Many people complain about disability assistance and the associated disability status a lot (for good reason). What gets a lot less attention is the rest of the system surrounding disability like RDSPs.
The Canadian government defines an RDSP as 'a savings plan intended to help an individual who is approved to receive the disability tax credit (DTC) to save for their long-term financial security'. You can contribute to it up until you turn 60 and withdrawals from it are not considered income so don't affect disability status. On the face of it, great!
The catch? You can only contribute $200 000 to it over your lifetime. Not 'there can only be $200 000 at any point'. No. This is cumulative despite withdrawals.
Let's think of two extremely fortunate scenarios here.

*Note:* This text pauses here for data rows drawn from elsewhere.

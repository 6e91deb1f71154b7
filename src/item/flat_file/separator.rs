/// Decides where a logical record ends when records may span multiple
/// physical lines.
///
/// The reader accumulates physical lines into a record buffer: each time a
/// line is appended the buffer first goes through `pre_process`, and
/// accumulation stops once `is_end_of_record` accepts the buffer. The
/// finished buffer goes through `post_process` before mapping.
pub trait RecordSeparatorPolicy {
    fn is_end_of_record(&self, record: &str) -> bool;

    fn pre_process(&self, record: &str) -> String {
        record.to_string()
    }

    fn post_process(&self, record: &str) -> String {
        record.to_string()
    }
}

/// Treats every physical line as one complete record.
pub struct SimpleRecordSeparatorPolicy;

impl RecordSeparatorPolicy for SimpleRecordSeparatorPolicy {
    fn is_end_of_record(&self, _record: &str) -> bool {
        true
    }
}

#[cfg(test)]
mod tests {
    use super::*;

    #[test]
    fn simple_policy_ends_every_record_immediately() {
        let policy = SimpleRecordSeparatorPolicy;
        assert!(policy.is_end_of_record("any line"));
        assert_eq!(policy.pre_process("x"), "x");
        assert_eq!(policy.post_process("x"), "x");
    }
}
//! Flat-file item reading: line decoding, field binding and the
//! restartable file reader.
//!
//! The pieces compose bottom-up: a [`tokenizer::LineTokenizer`] turns one
//! logical line into a [`field_set::FieldSet`], a
//! [`line_mapper::LineMapper`] turns lines into items (by default through a
//! tokenizer), and the [`reader::FlatFileItemReader`] drives skip, comment
//! and record-separator handling over the file.

pub mod field_set;

pub mod line_mapper;

pub mod reader;

pub mod separator;

pub mod tokenizer;

pub use field_set::FieldSet;
pub use line_mapper::{DefaultLineMapper, FieldSetMapper, LineMapper, PassThroughFieldSetMapper};
pub use reader::{FlatFileItemReader, FlatFileItemReaderBuilder, LineCallbackHandler};
pub use separator::{RecordSeparatorPolicy, SimpleRecordSeparatorPolicy};
pub use tokenizer::{DelimitedLineTokenizer, FixedLengthTokenizer, LineTokenizer, Range};
use log::{error, info};

use crate::{BatchError, core::job::Job};

use super::{TaskExecution, TaskRepository};

/// Runs a job while tracking it as a task execution.
///
/// The launcher records the start in the repository, runs the job to
/// completion on the calling thread and records the terminal state before
/// returning. A successful job completes with exit code 0; a failed job
/// completes with exit code 1 and the error message, and the job error is
/// returned to the caller.
pub struct TaskJobLauncher<'a> {
    repository: &'a dyn TaskRepository,
}

impl<'a> TaskJobLauncher<'a> {
    pub fn new(repository: &'a dyn TaskRepository) -> Self {
        Self { repository }
    }

    /// Runs the job and returns the terminal task execution.
    ///
    /// # Errors
    ///
    /// Returns the job error when the job fails, or a repository error when
    /// the execution cannot be recorded.
    pub fn launch(
        &self,
        job: &dyn Job,
        arguments: &[String],
    ) -> Result<TaskExecution, BatchError> {
        let execution = self.repository.create_task_execution(arguments)?;

        info!("Launching task execution {}", execution.execution_id);

        match job.run() {
            Ok(_) => {
                let completed = self.repository.complete_task_execution(
                    execution.execution_id,
                    0,
                    Some("COMPLETED"),
                )?;
                info!("Task execution {} completed", completed.execution_id);
                Ok(completed)
            }
            Err(job_error) => {
                // The job error takes precedence over a recording failure.
                if let Err(repository_error) = self.repository.complete_task_execution(
                    execution.execution_id,
                    1,
                    Some(&job_error.to_string()),
                ) {
                    error!(
                        "Failed to record failure of task execution {}: {}",
                        execution.execution_id, repository_error
                    );
                }
                error!(
                    "Task execution {} failed: {}",
                    execution.execution_id, job_error
                );
                Err(job_error)
            }
        }
    }
}

#[cfg(test)]
mod tests {
    use std::collections::HashMap;

    use crate::{
        config::SingleStepJobProperties,
        core::single_step::SingleStepJobBuilder,
        item::support::{FailingItemReader, ListItemReader, ListItemWriter},
        task::MapTaskRepository,
    };

    use super::*;

    fn properties() -> SingleStepJobProperties {
        SingleStepJobProperties {
            job_name: Some("job".to_string()),
            step_name: Some("step".to_string()),
            chunk_size: Some(2),
        }
    }

    #[test]
    fn successful_launch_completes_with_exit_code_zero() {
        let items: Vec<HashMap<String, String>> = (0..3)
            .map(|i| HashMap::from([("id".to_string(), i.to_string())]))
            .collect();
        let reader = ListItemReader::new(items);
        let writer = ListItemWriter::new();

        let job = SingleStepJobBuilder::new(&properties())
            .unwrap()
            .reader(&reader)
            .writer(&writer)
            .build()
            .unwrap();

        let repository = MapTaskRepository::new();
        let launcher = TaskJobLauncher::new(&repository);

        let execution = launcher.launch(&job, &["--run".to_string()]).unwrap();

        assert!(!execution.is_running());
        assert_eq!(execution.exit_code, Some(0));
        assert_eq!(execution.exit_message.as_deref(), Some("COMPLETED"));
        assert_eq!(execution.arguments, vec!["--run".to_string()]);
        assert_eq!(writer.len(), 3);
    }

    #[test]
    fn failed_launch_records_exit_code_one_and_returns_the_error() {
        let reader = FailingItemReader::new("input unavailable");
        let writer: ListItemWriter<HashMap<String, String>> = ListItemWriter::new();

        let job = SingleStepJobBuilder::new(&properties())
            .unwrap()
            .reader(&reader)
            .writer(&writer)
            .build()
            .unwrap();

        let repository = MapTaskRepository::new();
        let launcher = TaskJobLauncher::new(&repository);

        let result = launcher.launch(&job, &[]);
        assert!(result.is_err());

        let executions = repository.find_running_executions().unwrap();
        assert!(executions.is_empty());

        let execution = repository.find_task_execution(1).unwrap().unwrap();
        assert_eq!(execution.exit_code, Some(1));
        assert!(execution.exit_message.is_some());
    }
}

You are on disability assistance and, as a result, receive less than 3/4 of what the Canadian government has acknowledged to be the absolute bare minimum an able bodied Canadian can survive on. You have to work as much as you can as a result so that you can afford basic things like food, medical care, and depending on where you live, shelter. Let's say you manage your funds really well and get very very lucky and you're able to contribute $200 000 by the time you turn 60 and you haven't had to withdraw any funds ever. You retire but let's assume you haven't managed to contribute to an RRSP. Say you live to 80 years old. From age 60 to 80, you have less than $400 a month to supplement your disability assistance income. That doesn't even take you to that bare minimum threshold the Canadian government has acknowledged.
You are on disability assistance, as previously stating less than 3/4 of the Canadian government's acknowledged survivable threshold. You are incredibly lucky to have had other people contribute $200 000 to your RDSP but you are unable to work. You need to survive so you have to make up the difference to even the bare minimum through withdrawals from your RDSP. Let's assume you start these withdrawals at age 20, you will be 22 by the time the money runs out.
$200 000 is not even a down payment for many of the places where I live and many disabled people do need homes they own and can modify because many of the compromises many renters make (eg. no drilling holes in walls) are complete inaccessibilities for disabled people and having to go to court over so many changes is not feasible.